ACTIVITY: Scan the lines below and report each one containing "source" by copying it.
··· DATA FOR ANALYSIS ···
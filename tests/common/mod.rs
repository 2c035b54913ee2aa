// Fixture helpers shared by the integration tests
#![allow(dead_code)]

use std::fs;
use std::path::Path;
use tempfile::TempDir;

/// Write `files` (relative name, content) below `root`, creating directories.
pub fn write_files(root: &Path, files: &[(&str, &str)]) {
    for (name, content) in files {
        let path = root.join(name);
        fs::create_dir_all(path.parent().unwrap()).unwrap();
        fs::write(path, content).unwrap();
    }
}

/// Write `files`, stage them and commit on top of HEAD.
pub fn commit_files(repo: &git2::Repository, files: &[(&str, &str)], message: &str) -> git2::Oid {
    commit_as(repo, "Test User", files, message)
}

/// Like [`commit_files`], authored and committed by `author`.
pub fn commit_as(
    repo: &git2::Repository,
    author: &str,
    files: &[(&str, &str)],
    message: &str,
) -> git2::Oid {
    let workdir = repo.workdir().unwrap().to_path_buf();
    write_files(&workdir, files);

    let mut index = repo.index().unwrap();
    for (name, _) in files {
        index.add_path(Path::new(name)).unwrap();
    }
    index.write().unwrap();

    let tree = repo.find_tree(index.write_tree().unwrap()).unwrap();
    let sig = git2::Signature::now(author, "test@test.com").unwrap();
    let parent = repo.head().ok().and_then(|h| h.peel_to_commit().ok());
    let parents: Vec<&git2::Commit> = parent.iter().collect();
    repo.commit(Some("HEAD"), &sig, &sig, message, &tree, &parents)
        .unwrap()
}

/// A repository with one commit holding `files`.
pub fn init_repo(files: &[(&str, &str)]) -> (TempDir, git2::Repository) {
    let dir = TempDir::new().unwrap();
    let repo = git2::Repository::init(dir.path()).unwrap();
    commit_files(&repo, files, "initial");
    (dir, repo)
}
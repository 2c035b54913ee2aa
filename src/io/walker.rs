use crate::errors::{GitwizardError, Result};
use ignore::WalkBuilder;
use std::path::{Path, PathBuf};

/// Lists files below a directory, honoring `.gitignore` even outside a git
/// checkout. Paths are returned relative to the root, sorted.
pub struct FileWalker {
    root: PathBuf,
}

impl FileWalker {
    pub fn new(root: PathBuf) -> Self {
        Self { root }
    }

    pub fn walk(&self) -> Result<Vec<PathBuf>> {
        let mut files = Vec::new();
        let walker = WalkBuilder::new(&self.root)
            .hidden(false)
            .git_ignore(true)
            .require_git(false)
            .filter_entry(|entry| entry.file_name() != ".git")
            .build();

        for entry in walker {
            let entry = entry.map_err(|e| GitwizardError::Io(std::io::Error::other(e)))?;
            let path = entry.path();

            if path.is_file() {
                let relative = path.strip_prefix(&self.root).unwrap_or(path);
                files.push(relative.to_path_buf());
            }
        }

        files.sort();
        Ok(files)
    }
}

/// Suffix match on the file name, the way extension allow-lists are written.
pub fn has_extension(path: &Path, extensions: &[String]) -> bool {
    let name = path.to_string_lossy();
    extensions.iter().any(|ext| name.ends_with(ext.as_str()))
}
···
··· DATA FOR ANALYSIS ···
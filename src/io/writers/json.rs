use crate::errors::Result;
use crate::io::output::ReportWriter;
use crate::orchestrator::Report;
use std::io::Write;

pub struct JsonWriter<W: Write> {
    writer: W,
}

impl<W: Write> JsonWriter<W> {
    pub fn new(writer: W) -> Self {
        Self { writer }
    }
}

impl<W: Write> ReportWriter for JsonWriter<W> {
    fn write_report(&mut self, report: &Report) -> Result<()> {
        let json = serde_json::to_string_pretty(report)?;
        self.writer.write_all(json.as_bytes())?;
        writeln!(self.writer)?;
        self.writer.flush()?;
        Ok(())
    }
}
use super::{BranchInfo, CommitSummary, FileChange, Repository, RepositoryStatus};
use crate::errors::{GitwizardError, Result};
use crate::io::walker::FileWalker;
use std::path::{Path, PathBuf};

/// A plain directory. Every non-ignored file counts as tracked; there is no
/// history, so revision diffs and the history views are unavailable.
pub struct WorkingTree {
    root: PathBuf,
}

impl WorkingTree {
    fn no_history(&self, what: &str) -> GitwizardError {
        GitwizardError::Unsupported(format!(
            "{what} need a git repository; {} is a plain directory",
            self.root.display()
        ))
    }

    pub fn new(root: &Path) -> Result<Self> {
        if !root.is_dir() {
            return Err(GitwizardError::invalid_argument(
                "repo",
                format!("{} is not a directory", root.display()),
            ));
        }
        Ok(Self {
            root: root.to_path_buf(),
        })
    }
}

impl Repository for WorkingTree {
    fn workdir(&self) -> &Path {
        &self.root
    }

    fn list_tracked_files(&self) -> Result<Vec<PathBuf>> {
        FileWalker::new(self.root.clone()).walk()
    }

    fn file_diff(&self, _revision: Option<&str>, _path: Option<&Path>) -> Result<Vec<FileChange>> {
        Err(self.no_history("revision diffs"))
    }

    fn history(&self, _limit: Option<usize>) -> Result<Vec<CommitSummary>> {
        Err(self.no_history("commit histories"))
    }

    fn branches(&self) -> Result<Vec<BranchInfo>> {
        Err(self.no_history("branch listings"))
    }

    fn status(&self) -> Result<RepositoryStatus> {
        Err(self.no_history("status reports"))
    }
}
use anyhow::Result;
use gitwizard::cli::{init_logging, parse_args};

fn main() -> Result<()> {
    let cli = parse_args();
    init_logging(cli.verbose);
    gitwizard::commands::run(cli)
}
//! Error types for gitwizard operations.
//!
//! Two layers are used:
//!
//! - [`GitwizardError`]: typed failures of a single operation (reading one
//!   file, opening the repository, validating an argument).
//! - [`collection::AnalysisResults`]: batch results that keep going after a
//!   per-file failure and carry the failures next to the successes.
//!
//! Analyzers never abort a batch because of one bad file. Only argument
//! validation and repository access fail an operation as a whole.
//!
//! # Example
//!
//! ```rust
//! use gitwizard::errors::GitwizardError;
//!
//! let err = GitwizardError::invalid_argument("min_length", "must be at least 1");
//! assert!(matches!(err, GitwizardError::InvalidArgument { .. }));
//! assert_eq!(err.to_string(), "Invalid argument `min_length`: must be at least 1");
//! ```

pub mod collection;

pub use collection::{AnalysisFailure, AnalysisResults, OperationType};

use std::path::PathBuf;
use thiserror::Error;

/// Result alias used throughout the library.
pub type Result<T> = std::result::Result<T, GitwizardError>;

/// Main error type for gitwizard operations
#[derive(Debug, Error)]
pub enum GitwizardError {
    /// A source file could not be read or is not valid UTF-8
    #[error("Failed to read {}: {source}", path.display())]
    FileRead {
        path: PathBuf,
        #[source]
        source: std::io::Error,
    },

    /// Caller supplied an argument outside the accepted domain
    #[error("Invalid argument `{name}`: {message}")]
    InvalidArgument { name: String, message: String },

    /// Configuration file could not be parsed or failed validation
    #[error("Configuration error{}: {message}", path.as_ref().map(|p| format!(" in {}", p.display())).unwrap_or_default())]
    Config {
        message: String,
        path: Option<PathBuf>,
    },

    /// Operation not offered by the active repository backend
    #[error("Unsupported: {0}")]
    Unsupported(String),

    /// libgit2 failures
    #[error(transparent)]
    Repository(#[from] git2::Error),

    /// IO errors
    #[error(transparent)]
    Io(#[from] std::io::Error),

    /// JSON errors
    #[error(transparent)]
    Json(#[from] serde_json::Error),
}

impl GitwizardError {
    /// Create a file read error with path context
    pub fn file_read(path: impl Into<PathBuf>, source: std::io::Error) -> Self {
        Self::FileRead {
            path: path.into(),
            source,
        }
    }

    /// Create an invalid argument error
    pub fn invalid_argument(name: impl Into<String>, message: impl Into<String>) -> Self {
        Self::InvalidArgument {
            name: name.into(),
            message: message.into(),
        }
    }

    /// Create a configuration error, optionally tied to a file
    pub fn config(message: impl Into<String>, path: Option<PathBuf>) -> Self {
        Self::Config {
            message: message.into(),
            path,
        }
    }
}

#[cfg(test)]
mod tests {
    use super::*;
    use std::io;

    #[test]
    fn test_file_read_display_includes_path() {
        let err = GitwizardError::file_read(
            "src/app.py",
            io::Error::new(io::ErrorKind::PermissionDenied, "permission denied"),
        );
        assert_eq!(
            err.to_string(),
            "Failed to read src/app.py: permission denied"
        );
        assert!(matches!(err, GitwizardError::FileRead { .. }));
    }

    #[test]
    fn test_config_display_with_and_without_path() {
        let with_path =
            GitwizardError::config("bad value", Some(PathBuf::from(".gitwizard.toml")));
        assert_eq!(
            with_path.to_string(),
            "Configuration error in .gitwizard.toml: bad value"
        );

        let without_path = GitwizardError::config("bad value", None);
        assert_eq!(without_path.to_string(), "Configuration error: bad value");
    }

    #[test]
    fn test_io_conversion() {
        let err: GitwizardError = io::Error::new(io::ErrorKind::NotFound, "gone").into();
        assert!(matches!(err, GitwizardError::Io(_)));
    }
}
···
··· DATA FOR ANALYSIS ···
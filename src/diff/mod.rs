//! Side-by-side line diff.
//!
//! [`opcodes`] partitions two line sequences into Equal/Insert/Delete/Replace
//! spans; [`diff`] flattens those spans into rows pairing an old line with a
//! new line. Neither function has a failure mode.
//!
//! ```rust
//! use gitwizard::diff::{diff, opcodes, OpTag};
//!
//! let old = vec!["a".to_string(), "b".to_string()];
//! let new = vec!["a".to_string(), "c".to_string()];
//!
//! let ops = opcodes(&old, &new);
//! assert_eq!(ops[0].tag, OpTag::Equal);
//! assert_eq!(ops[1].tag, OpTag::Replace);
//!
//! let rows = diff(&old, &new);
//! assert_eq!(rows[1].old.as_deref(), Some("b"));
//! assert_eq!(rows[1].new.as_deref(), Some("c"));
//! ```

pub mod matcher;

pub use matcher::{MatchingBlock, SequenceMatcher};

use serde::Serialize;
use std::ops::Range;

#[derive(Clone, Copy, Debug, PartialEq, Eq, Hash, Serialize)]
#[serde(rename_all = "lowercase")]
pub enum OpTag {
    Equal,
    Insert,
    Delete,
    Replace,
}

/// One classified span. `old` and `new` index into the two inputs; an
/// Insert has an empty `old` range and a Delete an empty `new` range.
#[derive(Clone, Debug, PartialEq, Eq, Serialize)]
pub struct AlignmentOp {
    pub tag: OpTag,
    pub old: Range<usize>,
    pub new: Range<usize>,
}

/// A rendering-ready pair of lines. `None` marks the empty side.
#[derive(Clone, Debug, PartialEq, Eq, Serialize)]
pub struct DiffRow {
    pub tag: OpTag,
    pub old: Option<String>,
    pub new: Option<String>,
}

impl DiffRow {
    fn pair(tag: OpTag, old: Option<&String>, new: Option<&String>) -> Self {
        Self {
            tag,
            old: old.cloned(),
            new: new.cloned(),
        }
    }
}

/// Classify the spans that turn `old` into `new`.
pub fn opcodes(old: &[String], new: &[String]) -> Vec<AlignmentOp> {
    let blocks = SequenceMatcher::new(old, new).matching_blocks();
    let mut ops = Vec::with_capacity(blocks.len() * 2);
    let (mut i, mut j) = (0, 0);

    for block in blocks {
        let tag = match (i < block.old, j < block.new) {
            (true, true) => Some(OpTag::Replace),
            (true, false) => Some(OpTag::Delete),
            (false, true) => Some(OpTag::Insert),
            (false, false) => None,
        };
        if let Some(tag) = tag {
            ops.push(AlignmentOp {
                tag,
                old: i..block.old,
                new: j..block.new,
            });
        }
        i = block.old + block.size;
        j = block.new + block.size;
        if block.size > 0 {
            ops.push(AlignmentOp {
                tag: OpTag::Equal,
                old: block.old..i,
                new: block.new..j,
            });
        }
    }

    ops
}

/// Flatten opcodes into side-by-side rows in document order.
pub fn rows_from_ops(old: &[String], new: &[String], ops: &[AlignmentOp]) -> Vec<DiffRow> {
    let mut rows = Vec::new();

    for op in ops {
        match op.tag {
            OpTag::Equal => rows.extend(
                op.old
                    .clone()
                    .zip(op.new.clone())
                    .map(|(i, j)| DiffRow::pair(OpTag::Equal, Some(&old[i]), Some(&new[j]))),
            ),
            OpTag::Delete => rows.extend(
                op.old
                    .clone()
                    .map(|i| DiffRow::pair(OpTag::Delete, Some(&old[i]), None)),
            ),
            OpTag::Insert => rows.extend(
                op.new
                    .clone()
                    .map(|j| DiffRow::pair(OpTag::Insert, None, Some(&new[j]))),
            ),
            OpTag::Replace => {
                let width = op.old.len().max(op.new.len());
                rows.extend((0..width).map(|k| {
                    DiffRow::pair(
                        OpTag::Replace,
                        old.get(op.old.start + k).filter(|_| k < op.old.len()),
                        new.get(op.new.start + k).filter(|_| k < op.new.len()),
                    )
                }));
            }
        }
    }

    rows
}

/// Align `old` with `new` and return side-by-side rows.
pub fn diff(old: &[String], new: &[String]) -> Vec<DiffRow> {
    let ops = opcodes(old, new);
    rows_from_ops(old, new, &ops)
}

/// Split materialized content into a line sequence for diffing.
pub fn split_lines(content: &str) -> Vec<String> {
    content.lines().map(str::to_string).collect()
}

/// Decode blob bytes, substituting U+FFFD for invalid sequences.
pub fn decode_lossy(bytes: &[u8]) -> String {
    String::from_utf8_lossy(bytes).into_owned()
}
···
OUTPUT:
    /// A source file could not be read or is not valid UTF-8
    #[error("Failed to read {}: {source}", path.display())]
        #[source]
        source: std::io::Error,
    pub fn file_read(path: impl Into<PathBuf>, source: std::io::Error) -> Self {
            source,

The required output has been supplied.